Sphere melting/freezing timescale--scaling (simplest approach)?

Hello everyone:

I am new to melting/freezing-type behaviour. I would like to calculate approximate melting timescales for spheres (uniform composition) thrown into a hotter liquid. The spheres would initially be at a lower temperature than their melting point, so they'd have to heat up before melting. I'd like to stick with conduction.

I would like to know if there's a simple scaling-type method (that incorporates latent heat) for getting approximate melting timescales. From my reading so far, it looks these sorts of Stefan problems are usually approached with numerical methods, and I'd like to start with simple scaling-based approximations before diving into the numerical methods!

If anyone could describe how I'd go about doing a reasonable, but simplified timescale calculation for a melting sphere, I'd be very grateful! I don't know where to start.

 

[Mapes]

It's all about the assumptions.

For example, I'll assume that each immersed sphere has a uniform temperature $T(t)$ the entire time. In other words, conduction within the sphere is fast compared to convection between the sphere and the liquid. In other other words, the sphere is not too big, the thermal conductivity of the sphere material is not too small, and the convection coefficient is not too large.

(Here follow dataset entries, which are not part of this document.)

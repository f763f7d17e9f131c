// src/llm/mod.rs
// Generative-language backend interface and failure taxonomy.

pub mod fallback;
pub mod gemini;

use async_trait::async_trait;
use thiserror::Error;

use crate::store::Role;

/// Upstream failure classes. The distinction is load-bearing: a quota
/// rejection aborts the fallback chain, everything else advances it.
#[derive(Debug, Error)]
pub enum ModelError {
    #[error("model {model} rejected the request: {message}")]
    RateLimited { model: String, message: String },

    #[error("model {model} timed out after {seconds}s")]
    Timeout { model: String, seconds: u64 },

    #[error("model {model} failed: {message}")]
    Upstream { model: String, message: String },

    #[error("chat request was cancelled")]
    Cancelled,

    #[error("no language model candidates are configured")]
    NoCandidates,
}

impl ModelError {
    pub fn is_rate_limit(&self) -> bool {
        matches!(self, ModelError::RateLimited { .. })
    }
}

/// One prior exchange leg as supplied by the caller. The proxy trusts the
/// caller's view of history rather than re-deriving it from the store.
#[derive(Debug, Clone)]
pub struct HistoryTurn {
    pub role: Role,
    pub text: String,
}

/// Everything a single completion attempt needs.
#[derive(Debug, Clone)]
pub struct GenerateRequest {
    pub system_instruction: String,
    pub history: Vec<HistoryTurn>,
    pub message: String,
}

/// A backend able to produce one text completion for a named model.
#[async_trait]
pub trait GenerativeBackend: Send + Sync {
    async fn generate(
        &self,
        model: &str,
        request: &GenerateRequest,
    ) -> Result<String, ModelError>;
}

#[cfg(test)]
mod tests {
    use super::*;

    #[test]
    fn only_quota_rejections_short_circuit() {
        let quota = ModelError::RateLimited {
            model: "a".into(),
            message: "429".into(),
        };
        let timeout = ModelError::Timeout {
            model: "a".into(),
            seconds: 30,
        };
        let upstream = ModelError::Upstream {
            model: "a".into(),
            message: "boom".into(),
        };

        assert!(quota.is_rate_limit());
        assert!(!timeout.is_rate_limit());
        assert!(!upstream.is_rate_limit());
    }
}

Calculate the http://en.wikipedia.org/wiki/Biot_number" to get a handle on whether this assumption makes sense.

I'll assume that the bath is large, so that the bath temperature $T_b$ is constant.

I'll assume that all material properties are temperature-independent.

Convection from the liquid will deliver a thermal power of $hA[T_b-T(t)]=h(4\pi r^2)[T_b-T(t)]$ to the sphere, where $h$ is the convection coefficient and $r$ is the radius. The energy that needs to be supplied to melt the sphere is $\rho V[c(T_m-T_0)+L]=\rho(4\pi r^3/3)[c(T_m-T_0)+L]$, where $\rho$ is the density, $c$ is the specific heat capacity, $T_0$ and $T_0$ are the initial and melting temperatures, and $L$ is the latent heat of melting.

Now I'll assume that the bath temperature is large compared to the melting temperature $T_m$ and that the melting temperature isn't much larger than the starting sphere temperature $T_0$, so that $T_b-T(t)\approx T_b-T_m$ and $c(T_m-T_0)+L\approx L$.

Then the time required to absorb this energy and melt the sphere entirely is

$$\tau=\frac{\rho r L}{h(T_b-T_m)}$$

This is just one example of a scaling analysis in heat transfer. Your assumptions may be different.